The PAds in the three clusters were from PHPT patients similar in age, sex distribution, and PHPT-related complications, namely, the prevalence of kidney stones, osteoporosis, and arterial blood hypertension (Table 1). Of note, patients harboring C2B PAds had ionized calcium, total serum calcium, and PTH levels significantly lower than those of patients harboring C2A PAds, also showing a trend towards smaller tumor sizes (Table 2). Kidney function, evaluated by the estimated glomerular filtration rate, was similar among the three clusters.

2.6. Prediction of Intracellular Pathway Deregulated in PAds

Considering the deregulated genetic profiles derived from the cluster analysis, we analyzed the interactions among the proteins encoded by the selected genes using the STRING database (https://string-db.org; version 12.0, accessed on 15 September 2024). The STRING analysis revealed a narrow interacting network of the selected genes (Supplementary Figure S1), in which the Markov Cluster (MCL) algorithm identified two main domains: (1) the β-catenin-TCF complex and WNT signaling regulated by RUNX3, and (2) parathyroid hormone synthesis, secretion, and action (Supplementary Figure S1). The MCL is an unsupervised cluster algorithm for graphs/networks based on simulations of (stochastic) flow in graphs.

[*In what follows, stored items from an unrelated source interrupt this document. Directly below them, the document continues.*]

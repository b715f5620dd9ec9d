//! Domain error types
//!
//! This module defines the error hierarchy for batchmerge.
//! All errors are domain-specific and don't expose third-party types.

use std::io;
use thiserror::Error;

/// Main batchmerge error type
///
/// This is the primary error type used throughout the application.
/// Variants are split into per-batch failures, which the run loop contains,
/// and fatal faults, which stop the run (see [`BatchMergeError::is_fatal`]).
#[derive(Debug, Error)]
pub enum BatchMergeError {
    /// Configuration-related errors
    #[error("Configuration error: {0}")]
    Configuration(String),

    /// Archive-related errors
    #[error("Archive error: {0}")]
    Archive(#[from] ArchiveError),

    /// Record file errors
    #[error("Record error: {0}")]
    Record(#[from] RecordError),

    /// Batch state errors (directory creation, marker persistence)
    #[error("State management error: {0}")]
    State(String),

    /// Master file export errors
    #[error("Export error: {0}")]
    Export(String),

    /// Serialization/deserialization errors
    #[error("Serialization error: {0}")]
    Serialization(String),

    /// I/O errors
    #[error("I/O error: {0}")]
    Io(String),

    /// Loss of access to the source location
    #[error("Connection error: {0}")]
    Connection(String),

    /// Unexpected internal failure
    #[error("Runtime error: {0}")]
    Runtime(String),
}

impl BatchMergeError {
    /// Whether this error must stop the run.
    ///
    /// Only connectivity and runtime faults are fatal; everything else is
    /// contained to the batch that raised it.
    pub fn is_fatal(&self) -> bool {
        matches!(self, Self::Connection(_) | Self::Runtime(_))
    }

    /// Wraps an I/O error raised while touching `context`, promoting network
    /// error kinds to [`BatchMergeError::Connection`].
    pub fn from_io(err: io::Error, context: impl AsRef<str>) -> Self {
        let message = format!("{}: {}", context.as_ref(), err);
        if is_connectivity_error(&err) {
            Self::Connection(message)
        } else {
            Self::Io(message)
        }
    }
}

/// Returns true for I/O error kinds that indicate the source location dropped
/// away (network shares, remote mounts).
pub fn is_connectivity_error(err: &io::Error) -> bool {
    matches!(
        err.kind(),
        io::ErrorKind::ConnectionRefused
            | io::ErrorKind::ConnectionReset
            | io::ErrorKind::ConnectionAborted
            | io::ErrorKind::NotConnected
            | io::ErrorKind::BrokenPipe
            | io::ErrorKind::TimedOut
    )
}

/// Archive-specific errors
#[derive(Debug, Error)]
pub enum ArchiveError {
    /// Archive file could not be opened
    #[error("Failed to open archive {path}: {message}")]
    OpenFailed { path: String, message: String },

    /// Archive central directory is invalid
    #[error("Invalid or corrupt zip archive {path}: {message}")]
    Corrupt { path: String, message: String },

    /// A single entry could not be read
    #[error("Failed to read entry {index} of {path}: {message}")]
    EntryUnreadable {
        path: String,
        index: usize,
        message: String,
    },
}

/// Record file errors
#[derive(Debug, Error)]
pub enum RecordError {
    /// Record file could not be read
    #[error("Failed to read record file {path}: {message}")]
    ReadFailed { path: String, message: String },

    /// Record file could not be written
    #[error("Failed to write record file {path}: {message}")]
    WriteFailed { path: String, message: String },

    /// Malformed delimited content
    #[error("Malformed record file {path}: {message}")]
    Malformed { path: String, message: String },

    /// Required column absent from the header row
    #[error("Record file {path} has no '{column}' column")]
    MissingColumn { path: String, column: String },
}

/// Per-batch problem recorded in the run summary
///
/// Provides additional context for a batch that was skipped or only
/// partially processed.
#[derive(Debug, Clone)]
pub struct BatchErrorDetail {
    /// Batch identifier associated with the error
    pub batch_id: Option<String>,

    /// Archive path associated with the error
    pub archive: Option<String>,

    /// File inside the batch implicated by the error
    pub flagged_file: Option<String>,

    /// Error message
    pub message: String,
}

impl BatchErrorDetail {
    /// Creates a new batch error detail
    pub fn new(message: impl Into<String>) -> Self {
        Self {
            batch_id: None,
            archive: None,
            flagged_file: None,
            message: message.into(),
        }
    }

    /// Sets the batch ID
    pub fn with_batch_id(mut self, batch_id: impl Into<String>) -> Self {
        self.batch_id = Some(batch_id.into());
        self
    }

    /// Sets the archive path
    pub fn with_archive(mut self, archive: impl Into<String>) -> Self {
        self.archive = Some(archive.into());
        self
    }

    /// Sets the implicated file
    pub fn with_flagged_file(mut self, file: impl Into<String>) -> Self {
        self.flagged_file = Some(file.into());
        self
    }
}

// Conversion from std::io::Error
impl From<io::Error> for BatchMergeError {
    fn from(err: io::Error) -> Self {
        if is_connectivity_error(&err) {
            BatchMergeError::Connection(err.to_string())
        } else {
            BatchMergeError::Io(err.to_string())
        }
    }
}

// Conversion from serde_json::Error
impl From<serde_json::Error> for BatchMergeError {
    fn from(err: serde_json::Error) -> Self {
        BatchMergeError::Serialization(err.to_string())
    }
}

// Conversion from toml parse errors
impl From<toml::de::Error> for BatchMergeError {
    fn from(err: toml::de::Error) -> Self {
        BatchMergeError::Configuration(format!("TOML parse error: {err}"))
    }
}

We also investigated interconnections by using the NDEx Biological Network Repository (Interactome, Signor Complete-Human, accessed on 30 July 2024) [19] to identify the pathways potentially involved. Genes deregulated in the C2A profile were involved in three network nodes, with one edge, while genes deregulated in the C2B profile were involved in 14 nodes and 11 edges. The networks indicated that the proteins encoded by the selected genes are connected by activation/inactivation relationships that have been described in the literature and annotated in SIGNOR [20]. The connections identified in the C2B PAd pathways are involved in cell proliferation, the G0 to G1 phase transition, and adipogenesis (Supplementary Figure S2), while C2A PAds showed the deregulation of non-interconnected genes, though both were involved in the regulation of cell proliferation and cell cycle progress/block (Supplementary Figure S3). Indeed, these tools did not include microRNAs or lncRNAs.

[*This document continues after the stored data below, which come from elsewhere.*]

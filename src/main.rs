// Batchmerge - Zip Batch Extractor and Record Merger
// Copyright (c) 2025 Batchmerge Contributors
// Licensed under the MIT License

use batchmerge::cli::{Cli, Commands};
use batchmerge::config::LoggingConfig;
use batchmerge::logging::init_logging;
use clap::Parser;
use std::process;
use tokio::sync::watch;

#[tokio::main]
async fn main() {
    // Load environment variables from .env file if present
    // This is optional - if .env doesn't exist, it's silently ignored
    let _ = dotenvy::dotenv();

    // Parse CLI arguments
    let cli = Cli::parse();

    let (log_level, logging_config) = logging_setup(&cli);
    let logging_guard = match init_logging(&log_level, &logging_config) {
        Ok(guard) => guard,
        Err(e) => {
            eprintln!("Failed to initialize logging: {e}");
            process::exit(2);
        }
    };

    tracing::info!(
        version = env!("CARGO_PKG_VERSION"),
        "Batchmerge - Zip Batch Extractor and Record Merger"
    );

    // Create shutdown signal channel for graceful shutdown
    let (shutdown_tx, shutdown_rx) = watch::channel(false);

    // Spawn signal handler task
    tokio::spawn(async move {
        #[cfg(unix)]
        {
            use tokio::signal::unix::{signal, SignalKind};
            let mut sigterm = match signal(SignalKind::terminate()) {
                Ok(s) => s,
                Err(e) => {
                    tracing::error!(error = %e, "Failed to create SIGTERM handler");
                    return;
                }
            };

            tokio::select! {
                _ = tokio::signal::ctrl_c() => {
                    tracing::info!("Received SIGINT (Ctrl+C), initiating graceful shutdown...");
                    println!("\n⚠️  Shutdown signal received, finishing current batch...");
                    let _ = shutdown_tx.send(true);
                }
                _ = sigterm.recv() => {
                    tracing::info!("Received SIGTERM, initiating graceful shutdown...");
                    println!("\n⚠️  Shutdown signal received, finishing current batch...");
                    let _ = shutdown_tx.send(true);
                }
            }
        }

        #[cfg(not(unix))]
        {
            if let Err(e) = tokio::signal::ctrl_c().await {
                tracing::error!(error = %e, "Failed to listen for Ctrl+C");
            } else {
                tracing::info!("Received SIGINT (Ctrl+C), initiating graceful shutdown...");
                println!("\n⚠️  Shutdown signal received, finishing current batch...");
                let _ = shutdown_tx.send(true);
            }
        }
    });

    // Execute command and get exit code
    let exit_code = match execute_command(&cli, shutdown_rx).await {
        Ok(code) => code,
        Err(e) => {
            tracing::error!(error = %e, "Command execution failed");
            eprintln!("Error: {e}");
            1
        }
    };

    // process::exit skips destructors; flush the log file first
    drop(logging_guard);
    process::exit(exit_code);
}

/// Log level and sinks for this invocation.
///
/// Only a real `run` writes a log file, into the configured log directory
/// (the source directory by default). Other commands and dry runs log to the
/// console only.
fn logging_setup(cli: &Cli) -> (String, LoggingConfig) {
    let cli_level = cli.log_level.clone();

    if let Commands::Run(args) = &cli.command {
        if let Ok(config) = args.load(&cli.config) {
            let level = cli_level.unwrap_or_else(|| config.application.log_level.clone());
            let logging = if config.application.dry_run {
                LoggingConfig::console_only()
            } else {
                config.resolved_logging()
            };
            return (level, logging);
        }
    }

    (
        cli_level.unwrap_or_else(|| "info".to_string()),
        LoggingConfig::console_only(),
    )
}

/// Execute the CLI command
async fn execute_command(cli: &Cli, shutdown_signal: watch::Receiver<bool>) -> anyhow::Result<i32> {
    match &cli.command {
        Commands::Run(args) => args.execute(&cli.config, shutdown_signal).await,
        Commands::ValidateConfig(args) => args.execute(&cli.config).await,
        Commands::Status(args) => args.execute(&cli.config).await,
        Commands::Init(args) => args.execute().await,
    }
}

Considering the lncRNAs differentially expressed among the clusters, NEAT1, HAR1B, HOXA-AS2, HOXA-AS3, and VLDLR-AS were predicted by the RNA Interactome Database (http://rnainter.org) to target genes encoding for histones, namely H3K4me3 and H3K4me1, H3K27me3, and H3K27ac.

3. Discussion

The results of the present study suggest that sporadic PAds emerge as benign tumors with heterogeneous transcriptomic profiles. At variance with previous studies extensively investigating gene expression by throughput approaches comparing parathyroid adenomas with carcinomas or, less frequently, with normal parathyroid tissue, here, we focused our attention on sporadic PAds, which have been considered up to now as a unique entity. Indeed, sporadic PAds are associated with a wide spectrum of clinical presentations spanning from asymptomatic mild hypercalcemia to life-threatening hypercalcemic crises [21,22]. PAds also present several somatic gene mutations. It is conceivable that the aberration of multiple molecular pathways may be involved in determining different clinical phenotypes of sporadic PAds.

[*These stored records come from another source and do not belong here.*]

//! Completion marker for processed batches
//!
//! A small JSON document written into a batch directory once its archive has
//! been fully extracted and its records merged. Under the `marker` gate its
//! presence, not the directory's contents, decides whether a batch counts as
//! processed.

use crate::domain::ids::BatchId;
use crate::domain::{BatchMergeError, Result};
use chrono::{DateTime, Utc};
use serde::{Deserialize, Serialize};
use sha2::{Digest, Sha256};
use std::fs;
use std::io::{self, Read};
use std::path::{Path, PathBuf};

/// Completion marker contents
///
/// # Examples
///
/// ```
/// use batchmerge::core::state::marker::CompletionMarker;
/// use batchmerge::domain::BatchId;
///
/// let batch_id = BatchId::new("BatchOne").unwrap();
/// let marker = CompletionMarker::new(batch_id, "BatchOne.zip")
///     .with_rows(42)
///     .with_record_file("candidates.csv");
///
/// assert_eq!(marker.rows_merged, 42);
/// assert!(marker.record_file.is_some());
/// ```
#[derive(Debug, Clone, PartialEq, Serialize, Deserialize)]
pub struct CompletionMarker {
    /// Batch this marker belongs to
    pub batch_id: BatchId,

    /// Archive file name the batch was extracted from
    pub archive: String,

    /// Hex SHA-256 of the archive at extraction time
    #[serde(default, skip_serializing_if = "Option::is_none")]
    pub archive_sha256: Option<String>,

    /// Record file that was augmented, relative to the batch directory
    #[serde(default, skip_serializing_if = "Option::is_none")]
    pub record_file: Option<String>,

    /// Rows merged into the accumulated dataset
    pub rows_merged: usize,

    /// Entries written during extraction
    pub entries_extracted: usize,

    /// When the batch was completed
    pub completed_at: DateTime<Utc>,

    /// Version of the tool that wrote the marker
    pub tool_version: String,
}

impl CompletionMarker {
    /// Create a marker stamped with the current time
    pub fn new(batch_id: BatchId, archive: impl Into<String>) -> Self {
        Self {
            batch_id,
            archive: archive.into(),
            archive_sha256: None,
            record_file: None,
            rows_merged: 0,
            entries_extracted: 0,
            completed_at: Utc::now(),
            tool_version: env!("CARGO_PKG_VERSION").to_string(),
        }
    }

    /// Set the archive checksum
    pub fn with_checksum(mut self, checksum: impl Into<String>) -> Self {
        self.archive_sha256 = Some(checksum.into());
        self
    }

    /// Set the augmented record file
    pub fn with_record_file(mut self, record_file: impl Into<String>) -> Self {
        self.record_file = Some(record_file.into());
        self
    }

    /// Set the merged row count
    pub fn with_rows(mut self, rows: usize) -> Self {
        self.rows_merged = rows;
        self
    }

    /// Set the extracted entry count
    pub fn with_entries(mut self, entries: usize) -> Self {
        self.entries_extracted = entries;
        self
    }

    /// Marker path inside a batch directory
    pub fn path_in(batch_dir: &Path, file_name: &str) -> PathBuf {
        batch_dir.join(file_name)
    }

    /// True when a marker file exists in `batch_dir`
    pub fn exists_in(batch_dir: &Path, file_name: &str) -> bool {
        Self::path_in(batch_dir, file_name).is_file()
    }

    /// Write the marker into `batch_dir`.
    ///
    /// The document is written to a temporary sibling and renamed into place,
    /// so a reader never sees a partial marker.
    pub fn write(&self, batch_dir: &Path, file_name: &str) -> Result<PathBuf> {
        let path = Self::path_in(batch_dir, file_name);
        let tmp = batch_dir.join(format!("{file_name}.tmp"));

        let json = serde_json::to_string_pretty(self)?;
        fs::write(&tmp, json)
            .map_err(|e| BatchMergeError::from_io(e, format!("writing {}", tmp.display())))?;
        fs::rename(&tmp, &path)
            .map_err(|e| BatchMergeError::from_io(e, format!("renaming {}", tmp.display())))?;

        Ok(path)
    }

    /// Read the marker from `batch_dir`, if present
    ///
    /// # Errors
    ///
    /// Returns [`BatchMergeError::State`] when the file exists but is not a
    /// valid marker.
    pub fn read(batch_dir: &Path, file_name: &str) -> Result<Option<Self>> {
        let path = Self::path_in(batch_dir, file_name);
        let contents = match fs::read_to_string(&path) {
            Ok(contents) => contents,
            Err(e) if e.kind() == io::ErrorKind::NotFound => return Ok(None),
            Err(e) => {
                return Err(BatchMergeError::from_io(
                    e,
                    format!("reading {}", path.display()),
                ))
            }
        };

        serde_json::from_str(&contents).map(Some).map_err(|e| {
            BatchMergeError::State(format!("Invalid completion marker {}: {}", path.display(), e))
        })
    }
}

/// Hex SHA-256 of a file, streamed in fixed-size blocks
pub fn file_checksum(path: &Path) -> Result<String> {
    let mut file = fs::File::open(path)
        .map_err(|e| BatchMergeError::from_io(e, format!("opening {}", path.display())))?;

    let mut hasher = Sha256::new();
    let mut buf = [0u8; 64 * 1024];
    loop {
        let n = file
            .read(&mut buf)
            .map_err(|e| BatchMergeError::from_io(e, format!("reading {}", path.display())))?;
        if n == 0 {
            break;
        }
        hasher.update(&buf[..n]);
    }

    Ok(format!("{:x}", hasher.finalize()))
}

Here, we limited the transcriptomic analysis to a set of 27 genes previously suggested to be involved in parathyroid tumorigenesis to evaluate their contribution; approaching the analysis by throughput methods may reduce the sensitivity of the analysis and mild changes in gene expression may be undetectable. This item may be relevant considering that previous studies found general gene downregulation in PAds [23]. Moreover, transcriptomic analysis has been extended to microRNAs and lncRNAs relevant in parathyroid tumors to provide insight about non-coding-RNA-mediated epigenetic modulation.
Two main distinct transcript profiles were identified, substantially differing in the general downregulated expression of the seven genes selected for the clustering, which is in line with recently published data obtained by whole-exome sequencing in a series of 41 sporadic PAds, in which most genes were downregulated [23]. The genes considered for the clusterization highlighted the involvement of the β-catenin-RUNX3 pathway in addition to the parathyroid-specific pathway regulating calcium sensitivity and PTH synthesis and secretion. Of note, the β-catenin-RUNX3 pathway is a complex regulatory network involved in tumorigenesis [24].
The diversity of the expression levels of CDC73 and CDKN1B/p27 was the main driver of the clusterization. These were downregulated in PAds included in both C2 clusters compared with PAds included in C1. Indeed, the C2A PAds presented intermediate transcript profiles between those detected in C1 PAds and C2B PAds, in which CDC73 and CDKN1B downregulation was associated with the substantially conserved expression levels of all other analyzed protein-coding genes. Furthermore, most C2A PAds had decreased TP73 expression. TP73 is a member of the p53 family, exerting many activities spanning from embryonic development through tumor suppression; it is believed to likely play a dual role as a tumor suppressor by regulating apoptosis in response to genotoxic stress or as an oncoprotein by promoting the immunosuppressive environment and immune cell differentiation [25]. The NDEx interactome tool suggested that the C2A transcript profiles may involve pathways regulating cell cycle progression/block.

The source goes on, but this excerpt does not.